When i type "pure-ftpd" then pure-ftpd starts and works. However, when I  "rc-update add pure-ftpd default" it added fine and when it starts, I get [  ok  ], BUT the server doesn't work!! WHY!!!

----------

## klieber

 *hudsonhauck wrote:*   

> BUT the server doesn't work!!

 

What does "the server doesn't work" mean?  It doesn't answer to ftp requests?  You get permission denied errors?

What relevant error messages are in your log files?  How have you configured /etc/conf.d/pure-ftpd (command line options, etc.)

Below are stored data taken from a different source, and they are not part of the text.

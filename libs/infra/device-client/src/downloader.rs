// [libs/infra/device-client/src/downloader.rs]
/*!
 * APARATO: BUNDLE INTEGRITY VERIFIER
 * RESPONSABILIDAD: CERTIFICACIÓN SHA-256 DE UN BUNDLE DESCARGADO (§4.6.2)
 *
 * Separado de `client.rs` para poder ejercitarse con bytes en memoria,
 * sin depender de un servidor HTTP real.
 */

use sha2::{Digest, Sha256};

use crate::errors::DeviceClientError;

/// Certifica que `bytes` hashea a `expected_hash_hex` (hex minúsculas,
/// sin prefijo de algoritmo). Falla cerrado: cualquier discrepancia
/// rechaza el bundle completo (§4.6.2, "never install a verified-corrupt bundle").
pub fn verify_bundle_integrity(bytes: &[u8], expected_hash_hex: &str) -> Result<(), DeviceClientError> {
    let mut hasher = Sha256::new();
    hasher.update(bytes);
    let actual_hash_hex = hex::encode(hasher.finalize());

    if actual_hash_hex != expected_hash_hex.to_lowercase() {
        return Err(DeviceClientError::IntegrityFault {
            expected: expected_hash_hex.to_string(),
            actual: actual_hash_hex,
        });
    }
    Ok(())
}

#[cfg(test)]
mod tests {
    use super::*;

    #[test]
    fn matching_hash_passes() {
        let bytes = b"console.log('hello bundle')";
        let mut hasher = Sha256::new();
        hasher.update(bytes);
        let hash = hex::encode(hasher.finalize());

        assert!(verify_bundle_integrity(bytes, &hash).is_ok());
    }

    #[test]
    fn mismatched_hash_is_rejected() {
        let bytes = b"console.log('hello bundle')";
        let wrong_hash = "0".repeat(64);

        let result = verify_bundle_integrity(bytes, &wrong_hash);
        assert!(matches!(result, Err(DeviceClientError::IntegrityFault { .. })));
    }

    #[test]
    fn hash_comparison_is_case_insensitive() {
        let bytes = b"case insensitivity check";
        let mut hasher = Sha256::new();
        hasher.update(bytes);
        let hash_upper = hex::encode(hasher.finalize()).to_uppercase();

        assert!(verify_bundle_integrity(bytes, &hash_upper).is_ok());
    }
}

Basically, we need more information than just, "it doesn't work".

--kurt

----------

## El_Presidente_Pufferfish

don't type pure-ftpd, use

```
/etc/init.d/pure-ftpd start
```

----------

## hudsonhauck

Oops. By "server doesn't work" I mean when I type "ftp <myipaddress>" it says "connection refused". And yes i did configure /etc/conf.d/pure-ftd.

----------

## klieber

 *klieber wrote:*   

> What relevant error messages are in your log files?  How have you configured /etc/conf.d/pure-ftpd (command line options, etc.)
> 
> 

 

----------

## hudsonhauck

 :Smile: 

```
IS_CONFIGURED="yes"

SERVER="-S <insertmyiphere>,21"

MAX_CONN="-c 30"

MAX_CONN_IP="-C 10"

DAEMON="-B"

DISK_FULL="-k 90%"

AUTH="-l unix"

MISC_OTHER="-A -x -j -R"
```

I dont' really think i modified anything in the original except for setting IS_CONFIGURED to yes and entering my ip address.

----------

## klieber

 *klieber wrote:*   

>  *klieber wrote:*   What relevant error messages are in your log files? 

 

----------

## hudsonhauck

by log file do you mean /var/log/ftpd/logt-timestamp then there is nothing in there. The funny thing is that this used to work and there is a log of that stuff, but for some reason it stopped working the past couple days.  Here is the last lien of the log:

```
Oct 26 17:26:36 [pure-ftpd] (?@?) [ERROR] Unable to start a standalone server: [Illegal seek]
```

Sorry for the non-answering of all your questions.  I didn't think that this log had any relevant information. Thanks for the help so far.

----------

## klieber

 *hudsonhauck wrote:*   

> by log file do you mean /var/log/ftpd/logt-timestamp then there is nothing in there.

 

Anything in your main syslog? 

 *hudsonhauck wrote:*   

> 
> 
> ```
> Oct 26 17:26:36 [pure-ftpd] (?@?) [ERROR] Unable to start a standalone server: [Illegal seek]
> ```
> ...

 

OK, this looks pretty relevant.  Are you by any chance running inetd or xinetd?  Is pureftpd defined in there?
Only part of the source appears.